如果我是你,我会看一下如何实现一些Linked List类。这是我写的第一个Linked List类的头文件:
#ifndef LINKEDLIST_H
#define LINKEDLIST_H
#include "List.h"
class LinkedList : public List {
public:
LinkedList();
virtual double get(int index) const;
virtual void add(double item);
virtual void insert(int index, double item);
virtual double delete_item(int index);
virtual int size() const;
private:
class Node;
Node* first;
Node* last;
int listsize;
};
class LinkedList::Node{
public:
double value;
Node* next;
};
#endif
您可以看到此列表中包含一个类Node,此类包含值double value。
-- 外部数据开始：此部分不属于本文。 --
// ==========================================
// 整车配置规划 - 应用状态
// ==========================================
// 职责: 管理应用级别的共享状态和API实例
// ==========================================

use std::sync::{Arc, Mutex};

use crate::api::{CatalogApi, ConfigurationApi, ProbabilityApi};
use crate::config::config_manager::ConfigManager;
use crate::db::{init_schema, open_sqlite_connection};
use crate::importer::{CatalogImporter, CatalogImporterImpl};
use crate::repository::{
    CatalogBundleRepository, CatalogVersionRepository, ConfigurationRuleRepository,
    DependencyRuleRepository, FeatureClassRepository, ProbabilityScenarioRepository,
    ProductRepository, RegionRepository, SnapshotProvider, SqliteSnapshotProvider,
};

/// 应用状态
///
/// 包含所有API实例和共享资源 (单一共享连接)
pub struct AppState {
    /// 数据库路径
    pub db_path: String,

    /// 配置校验API
    pub configuration_api: Arc<ConfigurationApi>,

    /// 概率推导API
    pub probability_api: Arc<ProbabilityApi>,

    /// 目录管理API
    pub catalog_api: Arc<CatalogApi>,

    /// 配置管理器
    pub config_manager: Arc<ConfigManager>,
}

impl AppState {
    /// 创建新的AppState实例
    ///
    /// # 说明
    /// 该方法会：
    /// 1. 打开数据库并建表 (幂等)
    /// 2. 初始化所有Repository
    /// 3. 创建所有API实例,并应用已保存的界面语言
    pub fn new(db_path: String) -> Result<Self, String> {
        tracing::info!("初始化AppState，数据库路径: {}", db_path);

        let conn = open_sqlite_connection(&db_path).map_err(|e| format!("无法打开数据库: {}", e))?;
        init_schema(&conn).map_err(|e| format!("数据库初始化失败: {}", e))?;
        let conn = Arc::new(Mutex::new(conn));

        // ==========================================
        // 初始化Repository层
        // ==========================================
        let product_repo = Arc::new(ProductRepository::from_connection(conn.clone()));
        let class_repo = Arc::new(FeatureClassRepository::from_connection(conn.clone()));
        let region_repo = Arc::new(RegionRepository::from_connection(conn.clone()));
        let rule_repo = Arc::new(ConfigurationRuleRepository::from_connection(conn.clone()));
        let dependency_repo = Arc::new(DependencyRuleRepository::from_connection(conn.clone()));
        let bundle_repo = Arc::new(CatalogBundleRepository::from_connection(conn.clone()));
        let version_repo = Arc::new(CatalogVersionRepository::from_connection(conn.clone()));
        let scenario_repo = Arc::new(ProbabilityScenarioRepository::from_connection(conn.clone()));
        let snapshots: Arc<dyn SnapshotProvider> =
            Arc::new(SqliteSnapshotProvider::from_connection(conn.clone()));

        let config_manager = Arc::new(
            ConfigManager::from_connection(conn.clone())
                .map_err(|e| format!("无法创建ConfigManager: {}", e))?,
        );
        if let Err(e) = config_manager.apply_locale() {
            tracing::warn!("界面语言加载失败(使用默认语言): {}", e);
        }

        let importer: Arc<dyn CatalogImporter> =
            Arc::new(CatalogImporterImpl::new(bundle_repo.clone()));

        // ==========================================
        // 初始化API层
        // ==========================================
        let configuration_api = Arc::new(ConfigurationApi::new(snapshots.clone(), rule_repo));
        let probability_api = Arc::new(ProbabilityApi::new(
            snapshots,
            config_manager.clone(),
            scenario_repo,
            dependency_repo,
        ));
        let catalog_api = Arc::new(CatalogApi::new(
            product_repo,
            class_repo,
            region_repo,
            bundle_repo,
            version_repo,
            config_manager.clone(),
            importer,
        ));

        tracing::info!("AppState初始化完成");

        Ok(Self {
            db_path,
            configuration_api,
            probability_api,
            catalog_api,
            config_manager,
        })
    }
}

/// 默认数据库路径
///
/// 优先取环境变量 VC_PLANNER_DB,否则为用户数据目录下的 vc-planner/vc_planner.db
pub fn get_default_db_path() -> String {
    use std::path::PathBuf;

    if let Ok(path) = std::env::var("VC_PLANNER_DB") {
        let trimmed = path.trim();
        if !trimmed.is_empty() {
            return trimmed.to_string();
        }
    }

    let mut path = PathBuf::from("./vc_planner.db");
    if let Some(data_dir) = dirs::data_dir() {
        let dir = data_dir.join("vc-planner");
        // 目录创建失败时回退到当前目录
        if std::fs::create_dir_all(&dir).is_ok() {
            path = dir.join("vc_planner.db");
        }
    }

    path.to_string_lossy().to_string()
}

#[cfg(test)]
mod tests {
    use super::*;
    use tempfile::TempDir;

    #[test]
    fn test_app_state_on_fresh_db() {
        let dir = TempDir::new().unwrap();
        let db_path = dir.path().join("state.db").to_string_lossy().to_string();
        let state = AppState::new(db_path).unwrap();
        assert!(state.catalog_api.list_products().unwrap().is_empty());
    }
}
如果您想使用此代码,则必须使您的节点类具有YouTubeVideo *值的字段。
答案 2 :(得分:0)
简单来说,您需要将数组(类型为struct)转换为具有相同字段的链接列表。
#include <stdio.h>
#include <stdlib.h>
struct LL
{
char name[1024]; // YouTube video name
int ranking; // Number of viewer hits
char url[1024]; // YouTube URL
struct LL *next; // pointer to the next element
};
// this is from your code
#define MAX 100
struct YouTubeVideo
{
char name[1024]; // YouTube video name
int ranking; // Number of viewer hits
char url[1024]; // YouTube URL
};
// now you have an array of those structs
struct YouTubeVideo Collection[MAX];
// and you can fill it up as you wish
int main(int argc, char**argv)
{
struct LL *ll = NULL;
for (int i = 0; i < MaxElements; i++)
{
// we have a blob of memo to store your stuff
x=(struct LL*)calloc(1, sizeof(struct LL));
if (x != NULL)
{
// just run out of memory
// so handle the error
}
else
{
// nothing to do just copy fields of Collection[i]
// to the newly allocated space
x->name = strdup(Collection[i].name);
x->ranking = Collectionp[i].ranking;
x->url = strdup(Collection[i].name);
x->next = NULL;
// since you want your result sorted we need to find its
// location in the linked list
if (ll == NULL) // if the list is empty
{
ll=x;
// and nothing else to do since a list with a single element
// is always sorted
}
else
{
struct LL *p = ll, *q = ll;
// need to find where in the list should x be inserted
// p is not null (see the assignment above) so we
// always can call strcmp on it. also for x
while (p!=NULL && strcmp(p->name, x->name) < 0)
// p can become null if your struct is to become the last
// in the linked list: the order of comparisons are
// important
{
q=p; // we need q, the parent node because it is
// the parent node's next pointer needs to be modified
p=p->next;
}
// once we get here p points to an LL structure or NULL if
// the element to be inserted will be the last in the list
// q points to the element before p
// one more trick: if element being inserted is comes earlier than
// the first element we need to modify ll
if (q == ll)
{
x->next = ll;
ll = x;
}
else
{
x->next=q->next;
q->next=x;
// these lines don't fiddle with p
}
}
}
}
您可能希望将代码放入函数中。请注意,插入单个链表比插入双链表更棘手,但它保存了一个指针。并提醒一句:我没有对此进行过测试,只是输入了它的逻辑。